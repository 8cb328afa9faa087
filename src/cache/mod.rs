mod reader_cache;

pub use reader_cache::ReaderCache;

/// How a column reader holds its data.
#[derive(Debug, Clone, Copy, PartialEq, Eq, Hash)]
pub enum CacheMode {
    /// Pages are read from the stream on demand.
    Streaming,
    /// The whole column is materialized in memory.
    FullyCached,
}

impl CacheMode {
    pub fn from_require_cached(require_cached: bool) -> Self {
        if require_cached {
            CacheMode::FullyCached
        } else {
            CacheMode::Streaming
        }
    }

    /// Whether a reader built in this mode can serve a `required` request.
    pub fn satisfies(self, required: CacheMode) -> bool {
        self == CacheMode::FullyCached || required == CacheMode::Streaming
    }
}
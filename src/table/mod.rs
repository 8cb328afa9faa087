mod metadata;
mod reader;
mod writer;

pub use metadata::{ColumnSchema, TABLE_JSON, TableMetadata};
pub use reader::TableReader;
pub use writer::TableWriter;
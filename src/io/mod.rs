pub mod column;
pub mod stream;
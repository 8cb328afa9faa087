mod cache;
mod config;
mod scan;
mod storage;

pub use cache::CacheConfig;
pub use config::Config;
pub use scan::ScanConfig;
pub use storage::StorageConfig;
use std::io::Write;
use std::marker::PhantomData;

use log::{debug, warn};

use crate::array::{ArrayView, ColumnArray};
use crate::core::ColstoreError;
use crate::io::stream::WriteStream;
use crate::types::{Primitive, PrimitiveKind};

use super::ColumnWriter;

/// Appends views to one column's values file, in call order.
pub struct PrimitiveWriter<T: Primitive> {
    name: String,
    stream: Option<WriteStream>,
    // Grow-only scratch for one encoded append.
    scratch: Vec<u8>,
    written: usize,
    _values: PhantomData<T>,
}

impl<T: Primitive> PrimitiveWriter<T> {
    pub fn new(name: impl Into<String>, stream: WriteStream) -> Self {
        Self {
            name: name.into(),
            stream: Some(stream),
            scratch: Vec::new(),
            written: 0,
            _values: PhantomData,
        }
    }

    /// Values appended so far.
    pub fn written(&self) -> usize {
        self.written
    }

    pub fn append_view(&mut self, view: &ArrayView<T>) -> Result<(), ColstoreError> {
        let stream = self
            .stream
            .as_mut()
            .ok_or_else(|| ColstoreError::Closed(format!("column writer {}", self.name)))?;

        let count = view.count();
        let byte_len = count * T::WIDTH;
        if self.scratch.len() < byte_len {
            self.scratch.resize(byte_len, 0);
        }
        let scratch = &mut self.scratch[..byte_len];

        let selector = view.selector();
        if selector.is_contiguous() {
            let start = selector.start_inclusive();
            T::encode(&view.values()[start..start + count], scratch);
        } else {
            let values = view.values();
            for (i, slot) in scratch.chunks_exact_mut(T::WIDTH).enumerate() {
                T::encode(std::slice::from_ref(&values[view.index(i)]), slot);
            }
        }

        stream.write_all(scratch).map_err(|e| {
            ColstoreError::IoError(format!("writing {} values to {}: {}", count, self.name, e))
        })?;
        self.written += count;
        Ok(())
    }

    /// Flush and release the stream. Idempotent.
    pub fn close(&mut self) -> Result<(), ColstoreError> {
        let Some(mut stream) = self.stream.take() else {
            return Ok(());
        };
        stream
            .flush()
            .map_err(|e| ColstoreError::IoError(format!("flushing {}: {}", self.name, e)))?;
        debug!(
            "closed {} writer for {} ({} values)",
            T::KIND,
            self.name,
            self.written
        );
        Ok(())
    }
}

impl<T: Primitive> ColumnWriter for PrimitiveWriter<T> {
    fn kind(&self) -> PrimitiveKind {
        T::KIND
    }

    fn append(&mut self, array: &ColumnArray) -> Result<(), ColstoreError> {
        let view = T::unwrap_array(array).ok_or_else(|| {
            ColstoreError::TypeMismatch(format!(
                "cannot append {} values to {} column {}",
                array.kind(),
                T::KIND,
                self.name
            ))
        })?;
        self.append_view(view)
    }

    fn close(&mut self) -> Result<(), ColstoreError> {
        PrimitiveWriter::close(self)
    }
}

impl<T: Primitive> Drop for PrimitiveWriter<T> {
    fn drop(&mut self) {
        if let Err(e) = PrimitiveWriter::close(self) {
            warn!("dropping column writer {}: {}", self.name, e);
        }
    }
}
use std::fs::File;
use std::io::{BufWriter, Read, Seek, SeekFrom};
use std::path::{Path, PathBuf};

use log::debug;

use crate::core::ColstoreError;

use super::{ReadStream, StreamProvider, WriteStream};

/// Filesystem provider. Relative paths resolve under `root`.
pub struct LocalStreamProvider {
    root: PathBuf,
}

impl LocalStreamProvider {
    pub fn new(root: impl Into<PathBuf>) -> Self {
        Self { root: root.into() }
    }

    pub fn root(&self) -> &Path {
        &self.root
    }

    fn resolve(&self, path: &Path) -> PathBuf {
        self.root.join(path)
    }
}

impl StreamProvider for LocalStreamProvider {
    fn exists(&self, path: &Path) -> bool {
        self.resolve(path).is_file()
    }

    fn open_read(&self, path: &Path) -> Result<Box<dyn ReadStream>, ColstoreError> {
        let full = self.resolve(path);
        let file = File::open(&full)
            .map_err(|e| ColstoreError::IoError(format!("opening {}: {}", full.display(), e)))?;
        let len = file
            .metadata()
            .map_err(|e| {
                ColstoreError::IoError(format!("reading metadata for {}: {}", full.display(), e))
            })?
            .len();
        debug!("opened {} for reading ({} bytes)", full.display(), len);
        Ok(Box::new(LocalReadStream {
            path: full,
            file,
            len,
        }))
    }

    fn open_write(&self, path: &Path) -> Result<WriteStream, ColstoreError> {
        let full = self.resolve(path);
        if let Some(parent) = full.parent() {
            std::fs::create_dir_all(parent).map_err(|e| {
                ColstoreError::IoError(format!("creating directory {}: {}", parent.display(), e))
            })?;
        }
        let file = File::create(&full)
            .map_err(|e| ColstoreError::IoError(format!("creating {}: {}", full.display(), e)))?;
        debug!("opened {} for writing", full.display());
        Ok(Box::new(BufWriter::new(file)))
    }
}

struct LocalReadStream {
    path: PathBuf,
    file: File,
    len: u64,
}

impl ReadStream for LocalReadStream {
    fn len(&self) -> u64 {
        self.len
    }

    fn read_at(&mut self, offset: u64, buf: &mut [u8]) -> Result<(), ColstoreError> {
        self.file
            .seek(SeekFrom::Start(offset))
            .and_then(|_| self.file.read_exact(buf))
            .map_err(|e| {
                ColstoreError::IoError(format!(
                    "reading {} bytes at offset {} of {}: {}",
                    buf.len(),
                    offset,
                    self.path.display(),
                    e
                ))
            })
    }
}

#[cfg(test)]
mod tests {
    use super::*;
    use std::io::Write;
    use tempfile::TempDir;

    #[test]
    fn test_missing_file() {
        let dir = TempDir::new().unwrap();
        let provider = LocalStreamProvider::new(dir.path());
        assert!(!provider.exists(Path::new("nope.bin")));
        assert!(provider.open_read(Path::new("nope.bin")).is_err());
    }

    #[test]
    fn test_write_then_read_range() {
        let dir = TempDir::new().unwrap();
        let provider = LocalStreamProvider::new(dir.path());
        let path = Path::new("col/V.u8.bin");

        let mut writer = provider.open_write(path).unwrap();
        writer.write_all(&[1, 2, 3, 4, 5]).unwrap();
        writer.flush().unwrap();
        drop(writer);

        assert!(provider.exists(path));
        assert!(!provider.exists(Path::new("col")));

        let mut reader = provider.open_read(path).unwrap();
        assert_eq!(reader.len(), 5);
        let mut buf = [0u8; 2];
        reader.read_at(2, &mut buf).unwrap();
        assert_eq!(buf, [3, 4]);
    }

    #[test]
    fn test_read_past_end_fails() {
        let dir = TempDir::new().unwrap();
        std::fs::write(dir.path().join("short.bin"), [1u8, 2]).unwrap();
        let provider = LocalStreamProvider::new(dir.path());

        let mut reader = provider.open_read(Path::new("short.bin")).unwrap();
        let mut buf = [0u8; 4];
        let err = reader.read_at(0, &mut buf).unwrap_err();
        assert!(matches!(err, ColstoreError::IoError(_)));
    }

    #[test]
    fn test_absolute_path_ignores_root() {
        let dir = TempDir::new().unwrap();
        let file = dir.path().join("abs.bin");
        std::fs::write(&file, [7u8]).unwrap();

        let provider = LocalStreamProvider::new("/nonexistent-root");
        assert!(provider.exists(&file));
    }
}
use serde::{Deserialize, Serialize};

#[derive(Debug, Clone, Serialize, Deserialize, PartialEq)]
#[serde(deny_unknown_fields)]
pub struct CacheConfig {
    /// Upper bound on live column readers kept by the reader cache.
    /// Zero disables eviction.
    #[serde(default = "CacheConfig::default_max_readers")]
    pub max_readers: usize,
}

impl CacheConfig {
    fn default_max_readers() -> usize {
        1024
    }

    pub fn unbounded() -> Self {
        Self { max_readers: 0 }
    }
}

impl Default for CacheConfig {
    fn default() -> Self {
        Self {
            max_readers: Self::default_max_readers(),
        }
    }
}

--

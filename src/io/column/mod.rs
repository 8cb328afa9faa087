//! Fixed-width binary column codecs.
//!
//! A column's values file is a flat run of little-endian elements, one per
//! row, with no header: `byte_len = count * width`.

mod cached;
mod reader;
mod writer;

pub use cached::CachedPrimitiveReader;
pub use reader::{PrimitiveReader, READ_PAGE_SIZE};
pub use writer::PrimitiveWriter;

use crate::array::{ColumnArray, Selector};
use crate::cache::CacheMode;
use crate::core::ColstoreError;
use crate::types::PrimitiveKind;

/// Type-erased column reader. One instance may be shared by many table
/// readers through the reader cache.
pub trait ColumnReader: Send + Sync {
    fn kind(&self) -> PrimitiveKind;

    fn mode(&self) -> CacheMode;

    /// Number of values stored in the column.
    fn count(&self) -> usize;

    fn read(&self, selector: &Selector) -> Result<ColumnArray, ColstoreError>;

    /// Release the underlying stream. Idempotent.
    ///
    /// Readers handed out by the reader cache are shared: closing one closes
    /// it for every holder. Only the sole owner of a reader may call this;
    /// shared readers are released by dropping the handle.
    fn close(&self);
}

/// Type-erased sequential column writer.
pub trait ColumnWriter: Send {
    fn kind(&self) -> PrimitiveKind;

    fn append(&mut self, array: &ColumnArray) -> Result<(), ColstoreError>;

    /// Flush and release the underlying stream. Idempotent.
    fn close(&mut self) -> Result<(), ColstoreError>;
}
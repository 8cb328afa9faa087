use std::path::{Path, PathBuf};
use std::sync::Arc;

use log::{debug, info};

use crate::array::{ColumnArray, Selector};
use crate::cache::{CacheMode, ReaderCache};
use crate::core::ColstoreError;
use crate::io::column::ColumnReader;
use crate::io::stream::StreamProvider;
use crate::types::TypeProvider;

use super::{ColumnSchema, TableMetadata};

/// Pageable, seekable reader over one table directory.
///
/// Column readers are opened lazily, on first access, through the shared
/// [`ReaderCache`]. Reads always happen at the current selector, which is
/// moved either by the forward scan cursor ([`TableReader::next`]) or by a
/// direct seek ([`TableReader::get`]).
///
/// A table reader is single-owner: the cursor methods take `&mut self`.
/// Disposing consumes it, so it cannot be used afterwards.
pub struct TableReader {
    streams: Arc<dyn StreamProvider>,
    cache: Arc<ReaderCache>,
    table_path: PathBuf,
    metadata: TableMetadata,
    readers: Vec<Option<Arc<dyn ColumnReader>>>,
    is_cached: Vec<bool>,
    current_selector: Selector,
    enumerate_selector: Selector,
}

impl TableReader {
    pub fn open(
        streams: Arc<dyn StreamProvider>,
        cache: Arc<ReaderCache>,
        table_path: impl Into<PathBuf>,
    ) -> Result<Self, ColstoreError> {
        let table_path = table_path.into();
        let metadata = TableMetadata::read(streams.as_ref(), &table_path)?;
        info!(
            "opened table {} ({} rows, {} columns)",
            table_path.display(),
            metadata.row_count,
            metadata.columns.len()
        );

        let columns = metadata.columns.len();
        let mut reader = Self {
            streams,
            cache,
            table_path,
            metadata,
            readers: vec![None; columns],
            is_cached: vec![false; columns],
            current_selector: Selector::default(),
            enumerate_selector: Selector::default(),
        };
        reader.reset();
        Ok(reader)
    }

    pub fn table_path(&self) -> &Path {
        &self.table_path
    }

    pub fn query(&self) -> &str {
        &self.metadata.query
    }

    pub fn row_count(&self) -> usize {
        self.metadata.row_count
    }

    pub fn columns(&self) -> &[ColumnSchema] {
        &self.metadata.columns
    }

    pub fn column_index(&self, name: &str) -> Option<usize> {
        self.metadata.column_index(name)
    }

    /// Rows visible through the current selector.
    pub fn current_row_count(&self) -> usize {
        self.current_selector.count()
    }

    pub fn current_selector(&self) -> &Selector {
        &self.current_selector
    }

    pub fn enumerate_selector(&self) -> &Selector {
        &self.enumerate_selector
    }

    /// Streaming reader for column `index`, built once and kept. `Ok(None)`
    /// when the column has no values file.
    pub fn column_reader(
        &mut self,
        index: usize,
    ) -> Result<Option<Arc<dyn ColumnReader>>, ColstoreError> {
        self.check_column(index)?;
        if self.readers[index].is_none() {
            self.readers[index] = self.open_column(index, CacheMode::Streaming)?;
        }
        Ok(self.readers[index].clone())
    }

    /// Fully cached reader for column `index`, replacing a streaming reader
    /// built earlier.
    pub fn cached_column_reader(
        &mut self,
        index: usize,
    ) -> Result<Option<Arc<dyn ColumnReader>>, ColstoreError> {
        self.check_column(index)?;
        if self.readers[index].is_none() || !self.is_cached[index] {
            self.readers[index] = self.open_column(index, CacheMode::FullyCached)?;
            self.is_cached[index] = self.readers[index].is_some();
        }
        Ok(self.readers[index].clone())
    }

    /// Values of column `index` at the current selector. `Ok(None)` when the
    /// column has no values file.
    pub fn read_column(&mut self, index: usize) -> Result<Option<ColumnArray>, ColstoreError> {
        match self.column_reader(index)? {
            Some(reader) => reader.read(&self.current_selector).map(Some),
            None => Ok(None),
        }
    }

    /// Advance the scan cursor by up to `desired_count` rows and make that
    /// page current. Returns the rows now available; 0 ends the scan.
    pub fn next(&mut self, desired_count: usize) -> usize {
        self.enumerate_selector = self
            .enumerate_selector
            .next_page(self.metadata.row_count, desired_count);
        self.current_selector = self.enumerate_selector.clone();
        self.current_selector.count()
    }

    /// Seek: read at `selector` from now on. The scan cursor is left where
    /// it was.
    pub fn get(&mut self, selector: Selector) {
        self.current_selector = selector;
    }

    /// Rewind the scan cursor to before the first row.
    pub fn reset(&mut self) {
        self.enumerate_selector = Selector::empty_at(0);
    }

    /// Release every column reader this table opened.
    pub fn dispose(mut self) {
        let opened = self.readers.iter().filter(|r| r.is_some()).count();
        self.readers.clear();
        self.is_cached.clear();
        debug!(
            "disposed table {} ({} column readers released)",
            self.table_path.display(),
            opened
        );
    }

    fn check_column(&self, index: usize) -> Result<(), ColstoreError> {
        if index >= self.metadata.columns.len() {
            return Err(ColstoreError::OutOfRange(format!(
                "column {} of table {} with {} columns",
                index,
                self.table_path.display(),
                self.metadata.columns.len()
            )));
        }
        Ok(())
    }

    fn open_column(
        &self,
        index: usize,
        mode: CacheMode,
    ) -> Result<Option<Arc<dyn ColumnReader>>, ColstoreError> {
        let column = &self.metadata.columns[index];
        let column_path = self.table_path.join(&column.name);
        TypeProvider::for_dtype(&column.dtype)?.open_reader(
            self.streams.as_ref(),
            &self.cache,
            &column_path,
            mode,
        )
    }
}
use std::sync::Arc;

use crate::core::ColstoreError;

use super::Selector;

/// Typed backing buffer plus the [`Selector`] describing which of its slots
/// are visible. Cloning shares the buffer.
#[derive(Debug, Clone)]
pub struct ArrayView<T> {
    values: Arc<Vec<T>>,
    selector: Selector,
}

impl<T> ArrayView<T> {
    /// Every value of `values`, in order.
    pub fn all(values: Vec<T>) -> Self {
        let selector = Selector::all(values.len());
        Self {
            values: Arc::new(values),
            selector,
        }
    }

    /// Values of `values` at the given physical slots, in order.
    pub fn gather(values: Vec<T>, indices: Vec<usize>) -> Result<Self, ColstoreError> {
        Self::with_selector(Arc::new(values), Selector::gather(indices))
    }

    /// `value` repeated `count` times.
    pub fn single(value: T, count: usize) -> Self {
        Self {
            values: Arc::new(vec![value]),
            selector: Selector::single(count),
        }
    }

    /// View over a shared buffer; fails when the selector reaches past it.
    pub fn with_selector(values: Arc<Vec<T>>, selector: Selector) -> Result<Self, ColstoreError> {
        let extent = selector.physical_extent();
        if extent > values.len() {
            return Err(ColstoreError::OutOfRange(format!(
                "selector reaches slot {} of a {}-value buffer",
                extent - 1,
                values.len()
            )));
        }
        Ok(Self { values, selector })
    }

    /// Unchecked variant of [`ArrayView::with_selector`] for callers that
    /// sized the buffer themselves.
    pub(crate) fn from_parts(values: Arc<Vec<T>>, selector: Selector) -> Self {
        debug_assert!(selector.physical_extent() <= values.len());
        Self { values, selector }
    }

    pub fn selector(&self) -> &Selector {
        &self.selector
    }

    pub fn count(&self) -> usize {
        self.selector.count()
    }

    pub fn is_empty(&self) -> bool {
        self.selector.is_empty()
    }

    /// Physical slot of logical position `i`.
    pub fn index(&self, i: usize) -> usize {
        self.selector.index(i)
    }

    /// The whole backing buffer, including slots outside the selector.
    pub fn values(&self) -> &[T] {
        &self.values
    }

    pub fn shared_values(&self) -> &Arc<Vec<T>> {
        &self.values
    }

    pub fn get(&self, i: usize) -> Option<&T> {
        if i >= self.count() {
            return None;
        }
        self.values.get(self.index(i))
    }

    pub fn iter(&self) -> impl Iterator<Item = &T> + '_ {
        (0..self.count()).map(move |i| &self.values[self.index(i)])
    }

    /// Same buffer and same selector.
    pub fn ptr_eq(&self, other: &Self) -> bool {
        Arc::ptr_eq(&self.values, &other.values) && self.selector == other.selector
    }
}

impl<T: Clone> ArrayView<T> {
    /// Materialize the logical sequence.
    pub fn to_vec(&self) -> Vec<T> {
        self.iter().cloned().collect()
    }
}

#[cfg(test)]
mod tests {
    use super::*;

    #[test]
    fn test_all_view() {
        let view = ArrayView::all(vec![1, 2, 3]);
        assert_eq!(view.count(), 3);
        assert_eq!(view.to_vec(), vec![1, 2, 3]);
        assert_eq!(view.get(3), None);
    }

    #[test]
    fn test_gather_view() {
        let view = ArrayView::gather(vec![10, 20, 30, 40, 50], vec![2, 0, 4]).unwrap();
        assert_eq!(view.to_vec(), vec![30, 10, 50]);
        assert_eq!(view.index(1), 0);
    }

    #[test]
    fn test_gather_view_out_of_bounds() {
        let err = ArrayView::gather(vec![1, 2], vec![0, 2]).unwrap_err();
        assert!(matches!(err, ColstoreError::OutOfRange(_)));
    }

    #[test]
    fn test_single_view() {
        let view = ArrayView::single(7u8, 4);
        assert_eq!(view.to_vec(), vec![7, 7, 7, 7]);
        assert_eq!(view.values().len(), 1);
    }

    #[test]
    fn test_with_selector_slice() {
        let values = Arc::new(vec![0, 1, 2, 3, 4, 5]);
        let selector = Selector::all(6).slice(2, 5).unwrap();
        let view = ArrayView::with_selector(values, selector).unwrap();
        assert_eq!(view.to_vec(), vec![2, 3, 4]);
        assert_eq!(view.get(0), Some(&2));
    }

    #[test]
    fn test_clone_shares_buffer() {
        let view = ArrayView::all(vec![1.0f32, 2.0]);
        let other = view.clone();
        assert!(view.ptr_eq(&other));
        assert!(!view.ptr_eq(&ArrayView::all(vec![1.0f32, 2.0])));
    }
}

Work order: Lines with the word "offset": copy each one from the data above.

Exercise response:
    fn read_at(&mut self, offset: u64, buf: &mut [u8]) -> Result<(), ColstoreError> {
            .seek(SeekFrom::Start(offset))
                    "reading {} bytes at offset {} of {}: {}",
                    offset,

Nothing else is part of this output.